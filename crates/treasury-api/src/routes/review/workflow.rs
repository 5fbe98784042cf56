//! Review workflow - bulk actions, row editing, refresh and teardown

use axum::extract::{Form, Path, State};
use axum::response::Html;
use std::collections::HashMap;
use std::str::FromStr;

use treasury_core::{BulkOutcome, CommitOutcome, CoreError, NotifyLevel, Notifier, ReviewAction, ReviewWorkspace};

use super::{form_value, grid_fragment, report};
use crate::interaction::{FormConfirmer, ToastNotifier};
use crate::render::{render_confirm_dialog, tab_url, FIELD_PREFIX, GRID_ID};
use crate::{ApiError, AppState};

fn parse_action(action: &str) -> Result<ReviewAction, ApiError> {
    ReviewAction::from_str(action).map_err(|e| ApiError::NotFound { resource: e })
}

fn action_url(workspace: &ReviewWorkspace, action: ReviewAction) -> String {
    format!("{}/actions/{}", tab_url(workspace.key()), action.slug())
}

// ==================== Loading ====================

/// Refetch rows from the authority, replacing them wholesale
pub async fn htmx_refresh(state: State<AppState>, Path(tab): Path<String>) -> Result<Html<String>, ApiError> {
    let workspace = state.workspace(&tab).await?;
    let notifier = ToastNotifier::new();
    let result = match state.workspaces.ensure_mounted(&workspace).await {
        Ok(true) => Ok(()),
        Ok(false) => workspace.refresh().await.map(|_| ()),
        Err(e) => Err(e),
    };
    if let Err(e) = result {
        report(&notifier, &e);
    }
    Ok(Html(grid_fragment(&workspace, &notifier, None).await))
}

/// Tear the view down; late responses for it are discarded
pub async fn htmx_unmount(state: State<AppState>, Path(tab): Path<String>) -> Result<Html<String>, ApiError> {
    let workspace = state.workspace(&tab).await?;
    state.workspaces.unmount(&workspace).await;
    Ok(Html(format!(
        "<div id='{}' class='bg-white rounded-xl shadow-sm p-6 text-gray-500'>View closed. <a href='{}' class='text-indigo-600 hover:underline'>Reopen</a></div>",
        GRID_ID,
        tab_url(workspace.key())
    )))
}

// ==================== Bulk actions ====================

/// Target and guard steps only: answers with the confirmation dialog or a warning
pub async fn htmx_prepare_action(
    state: State<AppState>,
    Path((tab, action)): Path<(String, String)>,
    Form(form): Form<HashMap<String, String>>,
) -> Result<Html<String>, ApiError> {
    let workspace = state.workspace(&tab).await?;
    let action = parse_action(&action)?;
    let row = form_value(&form, "row");
    let notifier = ToastNotifier::new();

    let prepared = {
        let grid = workspace.grid.read().await;
        if workspace.bulk.targets_for(&grid, row).is_empty() {
            Err(CoreError::NoTargets { action })
        } else {
            workspace.bulk.prepare(&grid, action, row)
        }
    };

    let dialog = match prepared {
        Ok(plan) => {
            let hidden: Vec<(&str, &str)> = row.map(|id| vec![("row", id)]).unwrap_or_default();
            Some(render_confirm_dialog(&plan.prompt(), &action_url(&workspace, action), &hidden))
        }
        Err(e) => {
            log::warn!(target: "treasury::bulk", "[{}] {} blocked: {}", notifier.request_id(), action, e);
            report(&notifier, &e);
            None
        }
    };
    Ok(Html(grid_fragment(&workspace, &notifier, dialog).await))
}

/// Guard, confirm and execute; the form carries `confirmed`, `reason` and `row`
pub async fn htmx_run_action(
    state: State<AppState>,
    Path((tab, action)): Path<(String, String)>,
    Form(form): Form<HashMap<String, String>>,
) -> Result<Html<String>, ApiError> {
    let workspace = state.workspace(&tab).await?;
    let action = parse_action(&action)?;
    let row = form_value(&form, "row");
    let confirmer = FormConfirmer::from_form(&form);
    let notifier = ToastNotifier::new();

    let outcome = workspace
        .bulk
        .run(&workspace.grid, action, row, &confirmer, &notifier)
        .await;

    let dialog = match outcome {
        Ok(BulkOutcome::Declined) => confirmer.pending_prompt().map(|prompt| {
            let hidden: Vec<(&str, &str)> = row.map(|id| vec![("row", id)]).unwrap_or_default();
            render_confirm_dialog(&prompt, &action_url(&workspace, action), &hidden)
        }),
        Ok(BulkOutcome::Applied { .. }) | Err(_) => None,
    };
    Ok(Html(grid_fragment(&workspace, &notifier, dialog).await))
}

// ==================== Row editing ====================

/// Stage every `field:<name>` entry of the form into the active draft
fn stage_fields(workspace: &ReviewWorkspace, id: &str, form: &HashMap<String, String>) -> Result<usize, CoreError> {
    let fields: Vec<(&str, &str)> = form
        .iter()
        .filter_map(|(key, value)| key.strip_prefix(FIELD_PREFIX).map(|name| (name, value.as_str())))
        .collect();
    if fields.is_empty() {
        return Ok(0);
    }
    if workspace.edit.active_id().as_deref() != Some(id) {
        return Err(CoreError::NoActiveEdit);
    }
    for (name, value) in &fields {
        workspace.edit.set_field_text(name, value)?;
    }
    Ok(fields.len())
}

pub async fn htmx_edit_start(
    state: State<AppState>,
    Path((tab, id)): Path<(String, String)>,
) -> Result<Html<String>, ApiError> {
    let workspace = state.workspace(&tab).await?;
    let notifier = ToastNotifier::new();
    let started = {
        let grid = workspace.grid.read().await;
        workspace.edit.start(&grid, &id)
    };
    if let Err(e) = started {
        report(&notifier, &e);
    }
    Ok(Html(grid_fragment(&workspace, &notifier, None).await))
}

pub async fn htmx_edit_field(
    state: State<AppState>,
    Path((tab, id)): Path<(String, String)>,
    Form(form): Form<HashMap<String, String>>,
) -> Result<Html<String>, ApiError> {
    let workspace = state.workspace(&tab).await?;
    let notifier = ToastNotifier::new();
    if let Err(e) = stage_fields(&workspace, &id, &form) {
        report(&notifier, &e);
    }
    Ok(Html(grid_fragment(&workspace, &notifier, None).await))
}

/// Stage posted fields, then run the commit; asks for a reason first
pub async fn htmx_edit_commit(
    state: State<AppState>,
    Path((tab, id)): Path<(String, String)>,
    Form(form): Form<HashMap<String, String>>,
) -> Result<Html<String>, ApiError> {
    let workspace = state.workspace(&tab).await?;
    let notifier = ToastNotifier::new();

    if let Err(e) = stage_fields(&workspace, &id, &form) {
        report(&notifier, &e);
        return Ok(Html(grid_fragment(&workspace, &notifier, None).await));
    }
    if workspace.edit.active_id().as_deref() != Some(id.as_str()) {
        report(&notifier, &CoreError::NoActiveEdit);
        return Ok(Html(grid_fragment(&workspace, &notifier, None).await));
    }

    let confirmer = FormConfirmer::from_form(&form);
    let outcome = workspace.edit.commit(&workspace.grid, &confirmer, &notifier).await;

    let dialog = match outcome {
        Ok(CommitOutcome::Declined) => confirmer.pending_prompt().map(|prompt| {
            let url = format!("{}/rows/{}/commit", tab_url(workspace.key()), urlencoding::encode(&id));
            render_confirm_dialog(&prompt, &url, &[])
        }),
        Ok(CommitOutcome::NoChanges) | Ok(CommitOutcome::Committed { .. }) => None,
        Err(e @ (CoreError::EditSessionActive { .. } | CoreError::NoActiveEdit)) => {
            report(&notifier, &e);
            None
        }
        // reported by the session
        Err(_) => None,
    };
    Ok(Html(grid_fragment(&workspace, &notifier, dialog).await))
}

pub async fn htmx_edit_cancel(
    state: State<AppState>,
    Path((tab, id)): Path<(String, String)>,
) -> Result<Html<String>, ApiError> {
    let workspace = state.workspace(&tab).await?;
    let notifier = ToastNotifier::new();
    if workspace.edit.active_id().as_deref() == Some(id.as_str()) && !workspace.edit.cancel() {
        notifier.notify("Changes are being saved and can no longer be cancelled", NotifyLevel::Info);
    }
    Ok(Html(grid_fragment(&workspace, &notifier, None).await))
}
//! Review view state - HTMX partials for layout, paging and selection
//!
//! Every handler changes the grid or pager and answers with the re-rendered
//! grid container. Layout changes (columns, sorting, grouping, page size)
//! are persisted through the workspace's preferences store.

use axum::extract::{Form, Path, State};
use axum::response::Html;
use std::collections::{BTreeSet, HashMap};

use treasury_core::{GridFilter, NotifyLevel, Notifier, RecordStatus};

use super::{form_list, form_value, grid_fragment, report, save_layout};
use crate::interaction::ToastNotifier;
use crate::{ApiError, AppState};

// ==================== Filter, sort, group ====================

/// Search text and status restriction; the pager returns to page one
pub async fn htmx_filter(
    state: State<AppState>,
    Path(tab): Path<String>,
    Form(form): Form<HashMap<String, String>>,
) -> Result<Html<String>, ApiError> {
    let workspace = state.workspace(&tab).await?;
    let statuses = match form_value(&form, "status") {
        Some(text) => {
            let status: RecordStatus = text.parse().map_err(ApiError::bad_request)?;
            Some(BTreeSet::from([status]))
        }
        None => None,
    };
    let filter = GridFilter {
        search: form_value(&form, "search").map(str::to_string),
        statuses,
    };
    workspace.grid.write().await.set_filter(filter);

    let notifier = ToastNotifier::new();
    Ok(Html(grid_fragment(&workspace, &notifier, None).await))
}

/// Header click; `append=true` adds a secondary key
pub async fn htmx_sort(
    state: State<AppState>,
    Path(tab): Path<String>,
    Form(form): Form<HashMap<String, String>>,
) -> Result<Html<String>, ApiError> {
    let workspace = state.workspace(&tab).await?;
    let column = form_value(&form, "column").ok_or_else(|| ApiError::bad_request("Missing column"))?;
    let append = form_value(&form, "append") == Some("true");
    {
        let mut grid = workspace.grid.write().await;
        if grid.column(column).is_none() {
            return Err(ApiError::NotFound { resource: format!("column '{}'", column) });
        }
        grid.toggle_sort(column, append);
    }

    let notifier = ToastNotifier::new();
    save_layout(&workspace, &notifier).await;
    Ok(Html(grid_fragment(&workspace, &notifier, None).await))
}

/// Comma separated grouping columns; empty removes grouping
pub async fn htmx_group(
    state: State<AppState>,
    Path(tab): Path<String>,
    Form(form): Form<HashMap<String, String>>,
) -> Result<Html<String>, ApiError> {
    let workspace = state.workspace(&tab).await?;
    let notifier = ToastNotifier::new();
    let result = workspace.grid.write().await.set_grouping(form_list(&form, "columns"));
    match result {
        Ok(()) => save_layout(&workspace, &notifier).await,
        Err(e) => report(&notifier, &e),
    }
    Ok(Html(grid_fragment(&workspace, &notifier, None).await))
}

// ==================== Paging ====================

/// `page` is `next`, `prev` or a 1-based page number
pub async fn htmx_page(
    state: State<AppState>,
    Path(tab): Path<String>,
    Form(form): Form<HashMap<String, String>>,
) -> Result<Html<String>, ApiError> {
    let workspace = state.workspace(&tab).await?;
    let page = form_value(&form, "page").ok_or_else(|| ApiError::bad_request("Missing page"))?;
    {
        let grid = workspace.grid.read().await;
        let mut pagination = workspace.pagination.lock().await;
        match page {
            "next" => {
                pagination.next_page(&grid);
            }
            "prev" => {
                pagination.previous_page(&grid);
            }
            number => {
                let number: usize = number
                    .parse()
                    .map_err(|_| ApiError::bad_request(format!("Invalid page: {}", number)))?;
                pagination.set_page(&grid, number.saturating_sub(1));
            }
        }
    }

    let notifier = ToastNotifier::new();
    Ok(Html(grid_fragment(&workspace, &notifier, None).await))
}

pub async fn htmx_page_size(
    state: State<AppState>,
    Path(tab): Path<String>,
    Form(form): Form<HashMap<String, String>>,
) -> Result<Html<String>, ApiError> {
    let workspace = state.workspace(&tab).await?;
    let size: usize = form_value(&form, "size")
        .and_then(|s| s.parse().ok())
        .filter(|s| *s > 0)
        .ok_or_else(|| ApiError::bad_request("Page size must be a positive number"))?;
    {
        let grid = workspace.grid.read().await;
        workspace.pagination.lock().await.set_page_size(&grid, size);
    }

    let notifier = ToastNotifier::new();
    save_layout(&workspace, &notifier).await;
    Ok(Html(grid_fragment(&workspace, &notifier, None).await))
}

// ==================== Columns ====================

/// Full column order as a comma separated id list
pub async fn htmx_column_order(
    state: State<AppState>,
    Path(tab): Path<String>,
    Form(form): Form<HashMap<String, String>>,
) -> Result<Html<String>, ApiError> {
    let workspace = state.workspace(&tab).await?;
    let order = form_list(&form, "order");
    let notifier = ToastNotifier::new();

    let (changed, unchanged) = {
        let mut grid = workspace.grid.write().await;
        let unchanged = grid.column_order() == order;
        (grid.set_column_order(&order), unchanged)
    };
    if changed {
        save_layout(&workspace, &notifier).await;
    } else if !unchanged {
        notifier.notify("Fixed columns cannot be moved", NotifyLevel::Warning);
    }
    Ok(Html(grid_fragment(&workspace, &notifier, None).await))
}

pub async fn htmx_column_visibility(
    state: State<AppState>,
    Path((tab, column)): Path<(String, String)>,
    Form(form): Form<HashMap<String, String>>,
) -> Result<Html<String>, ApiError> {
    let workspace = state.workspace(&tab).await?;
    let visible = form_value(&form, "visible") != Some("false");
    let notifier = ToastNotifier::new();

    let changed = {
        let mut grid = workspace.grid.write().await;
        let Some(descriptor) = grid.column(&column) else {
            return Err(ApiError::NotFound { resource: format!("column '{}'", column) });
        };
        if !descriptor.hideable && !visible {
            notifier.notify(&format!("Column '{}' is always visible", descriptor.header), NotifyLevel::Info);
        }
        grid.set_column_visibility(&column, visible)
    };
    if changed {
        save_layout(&workspace, &notifier).await;
    }
    Ok(Html(grid_fragment(&workspace, &notifier, None).await))
}

// ==================== Selection and expansion ====================

pub async fn htmx_select_row(
    state: State<AppState>,
    Path((tab, id)): Path<(String, String)>,
) -> Result<Html<String>, ApiError> {
    let workspace = state.workspace(&tab).await?;
    if !workspace.grid.write().await.toggle_row_selection(&id) {
        return Err(treasury_core::CoreError::RecordNotFound { id }.into());
    }
    let notifier = ToastNotifier::new();
    Ok(Html(grid_fragment(&workspace, &notifier, None).await))
}

/// Select every record row on the current page (group rows are skipped)
pub async fn htmx_select_page(state: State<AppState>, Path(tab): Path<String>) -> Result<Html<String>, ApiError> {
    let workspace = state.workspace(&tab).await?;
    {
        let mut grid = workspace.grid.write().await;
        let mut pagination = workspace.pagination.lock().await;
        pagination.sync(&grid);
        grid.select_all_visible(&pagination);
    }
    let notifier = ToastNotifier::new();
    Ok(Html(grid_fragment(&workspace, &notifier, None).await))
}

pub async fn htmx_select_clear(state: State<AppState>, Path(tab): Path<String>) -> Result<Html<String>, ApiError> {
    let workspace = state.workspace(&tab).await?;
    workspace.grid.write().await.clear_selection();
    let notifier = ToastNotifier::new();
    Ok(Html(grid_fragment(&workspace, &notifier, None).await))
}

pub async fn htmx_expand_row(
    state: State<AppState>,
    Path((tab, id)): Path<(String, String)>,
) -> Result<Html<String>, ApiError> {
    let workspace = state.workspace(&tab).await?;
    if !workspace.grid.write().await.toggle_row_expanded(&id) {
        return Err(treasury_core::CoreError::RecordNotFound { id }.into());
    }
    let notifier = ToastNotifier::new();
    Ok(Html(grid_fragment(&workspace, &notifier, None).await))
}

pub async fn htmx_collapse_group(
    state: State<AppState>,
    Path((tab, key)): Path<(String, String)>,
) -> Result<Html<String>, ApiError> {
    let workspace = state.workspace(&tab).await?;
    workspace.grid.write().await.toggle_group_collapsed(&key);
    let notifier = ToastNotifier::new();
    Ok(Html(grid_fragment(&workspace, &notifier, None).await))
}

******

Establish how many lines of the records contain the string "ReviewWorkspace" and state that number without elaboration.

3